Avec le rachat d’Ultra Cyber Ltd, Airbus poursuit une stratégie claire : structurer un acteur cyber européen capable de répondre aux enjeux de souveraineté numérique et de résilience des États alliés.
Une brique supplémentaire dans une stratégie de souveraineté européenne
Le mouvement n’a rien d’anecdotique. En annonçant l’acquisition d’Ultra Cyber Ltd, Airbus consolide une trajectoire déjà engagée : celle de devenir un acteur cyber multi-souverain à l’échelle européenne. L’opération s’inscrit dans une logique d’extension des capacités existantes, notamment au Royaume-Uni, où le groupe dispose déjà d’une base cyber à Newport, au Pays de Galles.
Avec plus de 200 collaborateurs et un centre d’excellence basé à Maidenhead, Ultra Cyber vient enrichir un dispositif que le groupe structure progressivement sur plusieurs territoires. L’objectif est explicite : bâtir un socle technologique souverain capable de soutenir les besoins nationaux et ceux des partenaires stratégiques.

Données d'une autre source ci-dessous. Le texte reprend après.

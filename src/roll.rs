//! Roll resolution module.
//!
//! A roll is a d20 draw against a target number adjusted by a bonus. The
//! classification rule is fixed:
//!
//! - a natural 1 is a critical failure;
//! - a natural 20 is a critical success;
//! - otherwise the roll succeeds iff `roll >= target_number - roll_bonus`.
//!
//! [`OutcomeChances::d20`] gives the matching probability of each outcome.
//! Rolls 2 to 19 are the only ones the target number can move, so the model
//! counts how many of those 18 faces fail, clamped to `0..=18`. The four
//! masses therefore always lie in `[0, 1]` and sum to one, whatever the
//! target number and bonus.

use crate::category::StatCategory;
use crate::context::ActionContext;
use crate::encounter::Encounter;
use crate::entity::EntityId;
use crate::error::CombatError;
use crate::numeric::ValueKind;
use rand::rngs::StdRng;
use rand::{Rng, SeedableRng};
use serde::{Deserialize, Serialize};
use std::collections::BTreeMap;
use std::fmt;
use tracing::debug;

/// Result class of a roll.
///
/// `None` is the outcome of a node that does not roll.
#[derive(Debug, Clone, Copy, PartialEq, Eq, PartialOrd, Ord, Hash, Serialize, Deserialize)]
pub enum Outcome {
    CriticalFailure,
    Failure,
    Success,
    CriticalSuccess,
    None,
}

impl Outcome {
    /// The four outcomes a d20 roll can produce.
    pub const ROLLED: [Outcome; 4] = [
        Outcome::CriticalFailure,
        Outcome::Failure,
        Outcome::Success,
        Outcome::CriticalSuccess,
    ];

    pub fn is_success(self) -> bool {
        matches!(self, Outcome::Success | Outcome::CriticalSuccess)
    }
}

impl fmt::Display for Outcome {
    fn fmt(&self, f: &mut fmt::Formatter<'_>) -> fmt::Result {
        let name = match self {
            Outcome::CriticalFailure => "critical failure",
            Outcome::Failure => "failure",
            Outcome::Success => "success",
            Outcome::CriticalSuccess => "critical success",
            Outcome::None => "none",
        };
        f.write_str(name)
    }
}

/// What a roll is made against.
#[derive(Debug, Clone, Copy, PartialEq, Eq, Serialize, Deserialize)]
pub struct RollCheck {
    pub target_number: i32,
    pub roll_bonus: i32,
}

impl RollCheck {
    pub fn new(target_number: i32, roll_bonus: i32) -> Self {
        Self {
            target_number,
            roll_bonus,
        }
    }

    /// Classify a natural roll against this check.
    pub fn record(self, roll: i32) -> RollRecord {
        RollRecord::new(roll, self.target_number, self.roll_bonus)
    }
}

/// A resolved roll.
///
/// # Examples
///
/// ```rust
/// use zzcombat::{Outcome, RollRecord};
///
/// assert_eq!(RollRecord::new(1, 10, 0).result, Outcome::CriticalFailure);
/// assert_eq!(RollRecord::new(20, 10, 0).result, Outcome::CriticalSuccess);
/// assert_eq!(RollRecord::new(15, 10, 0).result, Outcome::Success);
/// assert_eq!(RollRecord::new(5, 10, 0).result, Outcome::Failure);
/// ```
#[derive(Debug, Clone, Copy, PartialEq, Eq, Serialize, Deserialize)]
pub struct RollRecord {
    pub roll: i32,
    pub target_number: i32,
    pub roll_bonus: i32,
    pub result: Outcome,
}

impl RollRecord {
    pub fn new(roll: i32, target_number: i32, roll_bonus: i32) -> Self {
        let needed = target_number.saturating_sub(roll_bonus);
        let result = match roll {
            1 => Outcome::CriticalFailure,
            20 => Outcome::CriticalSuccess,
            r if r >= needed => Outcome::Success,
            _ => Outcome::Failure,
        };
        Self {
            roll,
            target_number,
            roll_bonus,
            result,
        }
    }

    pub fn check(&self) -> RollCheck {
        RollCheck::new(self.target_number, self.roll_bonus)
    }

    /// One readable line describing the roll.
    ///
    /// ```rust
    /// use zzcombat::RollRecord;
    ///
    /// assert_eq!(RollRecord::new(12, 15, 5).log(), "rolled 12 + 5 vs 15: success");
    /// ```
    pub fn log(&self) -> String {
        format!(
            "rolled {} {} {} vs {}: {}",
            self.roll,
            if self.roll_bonus < 0 { '-' } else { '+' },
            self.roll_bonus.unsigned_abs(),
            self.target_number,
            self.result
        )
    }
}

/// Probability of each outcome.
///
/// Outcomes absent from the map have probability zero.
#[derive(Debug, Clone, Default, PartialEq, Serialize, Deserialize)]
pub struct OutcomeChances(BTreeMap<Outcome, f64>);

impl OutcomeChances {
    /// The default d20 model for a check.
    ///
    /// # Examples
    ///
    /// ```rust
    /// use zzcombat::{Outcome, OutcomeChances, RollCheck};
    ///
    /// let chances = OutcomeChances::d20(RollCheck::new(15, 5));
    /// assert!((chances.get(Outcome::CriticalSuccess) - 0.05).abs() < 1e-9);
    /// assert!((chances.get(Outcome::Success) - 0.5).abs() < 1e-9);
    /// assert!((chances.get(Outcome::Failure) - 0.4).abs() < 1e-9);
    /// assert!((chances.get(Outcome::CriticalFailure) - 0.05).abs() < 1e-9);
    /// ```
    pub fn d20(check: RollCheck) -> Self {
        const CRIT: f64 = 0.05;
        let needed = check.target_number as i64 - check.roll_bonus as i64;
        let failing_faces = (needed - 2).clamp(0, 18);
        let succeeding_faces = 18 - failing_faces;

        let mut map = BTreeMap::new();
        map.insert(Outcome::CriticalFailure, CRIT);
        map.insert(Outcome::Failure, failing_faces as f64 / 20.0);
        map.insert(Outcome::Success, succeeding_faces as f64 / 20.0);
        map.insert(Outcome::CriticalSuccess, CRIT);
        Self(map)
    }

    /// A distribution with all mass on one outcome.
    pub fn certain(outcome: Outcome) -> Self {
        Self(BTreeMap::from([(outcome, 1.0)]))
    }

    /// Build from explicit masses, each clamped to `[0, 1]`.
    pub fn from_masses(masses: impl IntoIterator<Item = (Outcome, f64)>) -> Self {
        Self(
            masses
                .into_iter()
                .map(|(o, p)| (o, p.clamp(0.0, 1.0)))
                .collect(),
        )
    }

    pub fn get(&self, outcome: Outcome) -> f64 {
        self.0.get(&outcome).copied().unwrap_or(0.0)
    }

    pub fn total(&self) -> f64 {
        self.0.values().sum()
    }

    pub fn iter(&self) -> impl Iterator<Item = (Outcome, f64)> + '_ {
        self.0.iter().map(|(o, p)| (*o, *p))
    }
}

/// Source of randomness for an encounter.
#[derive(Debug, Clone)]
pub struct Dice {
    rng: StdRng,
}

impl Dice {
    /// Replayable dice.
    pub fn from_seed(seed: u64) -> Self {
        Self {
            rng: StdRng::seed_from_u64(seed),
        }
    }

    /// Dice seeded from the operating system.
    pub fn from_entropy() -> Self {
        Self {
            rng: StdRng::from_os_rng(),
        }
    }

    /// Uniform draw in `[1, sides]`. Zero-sided dice roll 0.
    pub fn roll(&mut self, sides: u32) -> i32 {
        if sides == 0 {
            return 0;
        }
        self.rng.random_range(1..=sides) as i32
    }

    pub fn d20(&mut self) -> i32 {
        self.roll(20)
    }
}

/// Derives a roll from an action context and resolves it.
///
/// Implementations only decide the [`RollCheck`]. Drawing and the
/// probability model have defaults.
pub trait RollResolver: Send + Sync {
    /// Target number and bonus for this context.
    fn check(&self, ctx: &ActionContext, encounter: &Encounter) -> Result<RollCheck, CombatError>;

    /// Draw a d20 from the encounter's dice and classify it.
    fn resolve_roll(
        &self,
        ctx: &ActionContext,
        encounter: &mut Encounter,
    ) -> Result<RollRecord, CombatError> {
        let check = self.check(ctx, encounter)?;
        let record = check.record(encounter.dice_mut().d20());
        debug!(
            source = %ctx.source(),
            target = %ctx.target().entity,
            roll = record.roll,
            outcome = %record.result,
            "{}",
            record.log()
        );
        Ok(record)
    }

    /// Probability of each outcome for a check.
    fn success_chance(&self, check: RollCheck) -> OutcomeChances {
        OutcomeChances::d20(check)
    }
}

fn stat_as_i32(
    encounter: &Encounter,
    entity: &EntityId,
    category: &StatCategory,
) -> Result<i32, CombatError> {
    let value = encounter.character(entity)?.stat_value(category)?;
    value.to_i32().ok_or(CombatError::ValueKindMismatch {
        expected: ValueKind::Int,
        found: value.kind(),
    })
}

/// Source attacks target: target number is the target's armor class and
/// the bonus is the source's attack bonus.
#[derive(Debug, Clone, PartialEq, Eq, Serialize, Deserialize)]
pub struct AttackRoll {
    pub defense_stat: StatCategory,
    pub bonus_stat: StatCategory,
}

impl Default for AttackRoll {
    fn default() -> Self {
        Self {
            defense_stat: StatCategory::armor_class(),
            bonus_stat: StatCategory::attack_bonus(),
        }
    }
}

impl RollResolver for AttackRoll {
    fn check(&self, ctx: &ActionContext, encounter: &Encounter) -> Result<RollCheck, CombatError> {
        Ok(RollCheck::new(
            stat_as_i32(encounter, &ctx.target().entity, &self.defense_stat)?,
            stat_as_i32(encounter, ctx.source(), &self.bonus_stat)?,
        ))
    }
}

/// The target rolls against a fixed difficulty class, adding its save stat
/// if one is configured. Success means the target resisted.
#[derive(Debug, Clone, PartialEq, Eq, Serialize, Deserialize)]
pub struct SavingThrow {
    pub difficulty_class: i32,
    #[serde(default)]
    pub save_stat: Option<StatCategory>,
}

impl SavingThrow {
    pub fn new(difficulty_class: i32) -> Self {
        Self {
            difficulty_class,
            save_stat: None,
        }
    }

    pub fn with_save_stat(mut self, category: StatCategory) -> Self {
        self.save_stat = Some(category);
        self
    }
}

impl RollResolver for SavingThrow {
    fn check(&self, ctx: &ActionContext, encounter: &Encounter) -> Result<RollCheck, CombatError> {
        let bonus = match &self.save_stat {
            Some(category) => stat_as_i32(encounter, &ctx.target().entity, category)?,
            None => 0,
        };
        Ok(RollCheck::new(self.difficulty_class, bonus))
    }
}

Airbus assume cette ambition. L’investissement est présenté comme « une pierre angulaire de la stratégie visant à devenir un acteur cyber européen multi-souverain de premier plan » et à contribuer à un « bouclier numérique européen » (citation traduite de l’anglais).
Une montée en puissance industrielle et opérationnelle
Au-delà du signal politique, l’acquisition répond à un enjeu industriel : élargir une offre cyber de bout en bout. Ultra Cyber apporte des capacités complémentaires, notamment dans les environnements critiques et les communications sécurisées, qui viennent renforcer le portefeuille existant.
L’intégration au sein de la branche Connected Intelligence d’Airbus Defence and Space traduit cette volonté de structurer une activité cohérente et à l’échelle. L’opération permet également de consolider un maillage déjà européen, avec des équipes réparties au Royaume-Uni, en France, en Allemagne, en Espagne et en Finlande.
Cybersécurité et défense : une convergence assumée
L’opération dépasse le seul périmètre du cyber. Elle inclut également des capacités spécialisées en liaisons de données aéroportées, directement connectées aux activités militaires du groupe : sécuriser les données sensibles de manière continue, qu’elles circulent au sol ou dans des environnements aériens.
Pour Mike Schoellhorn, CEO d’Airbus Defence and Space, cette acquisition s’inscrit dans une logique de long terme : « En combinant notre expertise avec les capacités uniques d’Ultra Cyber, nous agissons comme un partenaire de confiance sur le long terme et construisons les infrastructures souveraines et résilientes nécessaires pour garder une avance dans le domaine cyber » (citation traduite de l’anglais).
La finalisation de l’opération reste soumise aux approbations réglementaires et est attendue au second semestre 2026.